Since $\mathbf{I}$ is a real symmetric matrix, the principal axes are always real and orthogonal.

8.5 Euler’s Equations of Motion

Theorem 8.2 (Euler’s Equations). For torque-free rotation ( $\boldsymbol{\tau} = \mathbf{0}$ ) about the centre of mass, the equations of motion in the body frame are:

$I_1\dot{\omega}_1 = (I_2 - I_3)\omega_2\omega_3$

$I_2\dot{\omega}_2 = (I_3 - I_1)\omega_3\omega_1$

$I_3\dot{\omega}_3 = (I_1 - I_2)\omega_1\omega_2$

Proof. In the body frame, the angular momentum is $\mathbf{L} = \mathbf{I}\,\boldsymbol{\omega}$ . The equation of motion is:

$\left(\frac{d\mathbf{L}}{dt}\right)_{\mathrm{space} = \boldsymbol{\tau}}$

Transforming to the body frame using $\left(\frac{d\mathbf{L}}{dt}\right)_{\mathrm{space} = \left(\frac{d\mathbf{L}}{dt}\right)_{\mathrm{body} + \boldsymbol{\omega} \times \mathbf{L}}}$ :

$\mathbf{I}\,\dot{\boldsymbol{\omega}} + \boldsymbol{\omega} \times (\mathbf{I}\,\boldsymbol{\omega}) = \boldsymbol{\tau}$

In the principal axis frame with $\boldsymbol{\tau} = \mathbf{0}$ This gives Euler’s equations directly. $\blacksquare$

8.6 Stability of Torque-Free Rotation

Theorem 8.3. Torque-free rotation about a principal axis is stable if the axis corresponds to the largest or smallest principal moment of inertia, and unstable for the intermediate axis.

Proof. Consider rotation primarily about the 1-axis: $\boldsymbol{\omega} = (\omega_1, \epsilon_2, \epsilon_3)$ where $\epsilon_2, \epsilon_3$ are small perturbations. From Euler’s equations:

$I_2\dot{\epsilon}_2 = (I_3 - I_1)\omega_1\epsilon_3, \quad I_3\dot{\epsilon}_3 = (I_1 - I_2)\omega_1\epsilon_2$

Combining: $\ddot{\epsilon}_2 = \frac{(I_3 - I_1)(I_1 - I_2)}{I_2 I_3}\omega_1^2\,\epsilon_2$ .

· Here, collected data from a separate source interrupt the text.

//! Connection bootstrap utilities for SQLite.
//!
//! # Responsibility
//! - Open file or in-memory SQLite connections.
//! - Configure the busy handler that waits out competing writers.
//! - Trigger schema migrations before returning a usable connection.
//!
//! # Invariants
//! - Returned connections have migrations fully applied.
//! - Each caller thread owns its connection; connections are never shared.

use super::migrations::apply_migrations;
use super::DbResult;
use log::{error, info};
use rusqlite::Connection;
use std::path::Path;
use std::time::{Duration, Instant};

const BUSY_TIMEOUT: Duration = Duration::from_secs(5);

/// Opens a SQLite database file and applies all pending migrations.
///
/// Several connections (threads or processes) may open the same file; the
/// counter table is then shared and writes are serialized by SQLite locks.
///
/// # Side effects
/// - Creates the file when missing.
/// - Emits `db_open` logging events with duration and status.
pub fn open_db(path: impl AsRef<Path>) -> DbResult<Connection> {
    let started_at = Instant::now();
    info!("event=db_open module=db status=start mode=file");

    let conn = match Connection::open(path) {
        Ok(conn) => conn,
        Err(err) => {
            error!(
                "event=db_open module=db status=error mode=file duration_ms={} error_code=db_open_failed error={}",
                started_at.elapsed().as_millis(),
                err
            );
            return Err(err.into());
        }
    };

    finish_open(conn, "file", started_at)
}

/// Opens an in-memory SQLite database and applies all pending migrations.
///
/// Counters live only as long as the returned connection.
pub fn open_db_in_memory() -> DbResult<Connection> {
    let started_at = Instant::now();
    info!("event=db_open module=db status=start mode=memory");

    let conn = match Connection::open_in_memory() {
        Ok(conn) => conn,
        Err(err) => {
            error!(
                "event=db_open module=db status=error mode=memory duration_ms={} error_code=db_open_failed error={}",
                started_at.elapsed().as_millis(),
                err
            );
            return Err(err.into());
        }
    };

    finish_open(conn, "memory", started_at)
}

fn finish_open(mut conn: Connection, mode: &str, started_at: Instant) -> DbResult<Connection> {
    match bootstrap_connection(&mut conn) {
        Ok(()) => {
            info!(
                "event=db_open module=db status=ok mode={} duration_ms={}",
                mode,
                started_at.elapsed().as_millis()
            );
            Ok(conn)
        }
        Err(err) => {
            error!(
                "event=db_open module=db status=error mode={} duration_ms={} error_code=db_bootstrap_failed error={}",
                mode,
                started_at.elapsed().as_millis(),
                err
            );
            Err(err)
        }
    }
}

fn bootstrap_connection(conn: &mut Connection) -> DbResult<()> {
    conn.busy_timeout(BUSY_TIMEOUT)?;
    apply_migrations(conn)?;
    Ok(())
}
//! Persistence contracts and implementations.
//!
//! # Responsibility
//! - Define the transactional counter contract consumed by allocation.
//! - Keep SQL details out of the service layer.
//!
//! # Invariants
//! - Counter writes happen only inside a store transaction.

pub mod counter_repo;
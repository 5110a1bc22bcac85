//! Resilience primitives: local rate limiting and retry backoff.

mod backoff;
mod rate_limiter;

pub use backoff::backoff_delay;
pub use rate_limiter::RateLimiter;
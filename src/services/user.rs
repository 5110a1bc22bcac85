//! User profile and body measurement endpoints.

use crate::client::WhoopClient;
use crate::errors::WhoopResult;
use serde::Deserialize;
use tokio_util::sync::CancellationToken;

/// The user's basic profile information.
#[derive(Debug, Clone, Deserialize)]
pub struct BasicProfile {
    /// The WHOOP user identifier.
    pub user_id: i64,
    /// Email address.
    pub email: String,
    /// First name.
    pub first_name: String,
    /// Last name.
    pub last_name: String,
}

/// The user's physical body measurements.
#[derive(Debug, Clone, Deserialize)]
pub struct BodyMeasurement {
    /// Height in meters.
    pub height_meter: f64,
    /// Weight in kilograms.
    pub weight_kilogram: f64,
    /// Maximum heart rate in beats per minute.
    pub max_heart_rate: i32,
}

/// Handles communication with the user related endpoints.
#[derive(Debug, Clone)]
pub struct UserService {
    client: WhoopClient,
}

impl UserService {
    pub(crate) fn new(client: WhoopClient) -> Self {
        Self { client }
    }

    /// Fetches the athlete's basic profile.
    pub async fn get_basic_profile(
        &self,
        cancel: &CancellationToken,
    ) -> WhoopResult<BasicProfile> {
        self.client.get_json(cancel, "/user/profile/basic").await
    }

    /// Fetches the athlete's body measurements.
    pub async fn get_body_measurement(
        &self,
        cancel: &CancellationToken,
    ) -> WhoopResult<BodyMeasurement> {
        self.client.get_json(cancel, "/user/measurement/body").await
    }
}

For stability, the coefficient must be negative. This requires $(I_1 - I_3)(I_1 - I_2) \gt 0$ I.e., $I_1$ is either the largest or smallest. If $I_1$ is intermediate, the perturbation grows exponentially. $\blacksquare$

:::caution Common Pitfall The intermediate axis theorem (tennis racket theorem / Dzhanibekov effect) is counterintuitive: a Rigid body spinning about its intermediate axis is unstable. This is not a violation of angular Momentum conservation --- the angular momentum vector remains fixed in space, but the body Tumbles relative to it.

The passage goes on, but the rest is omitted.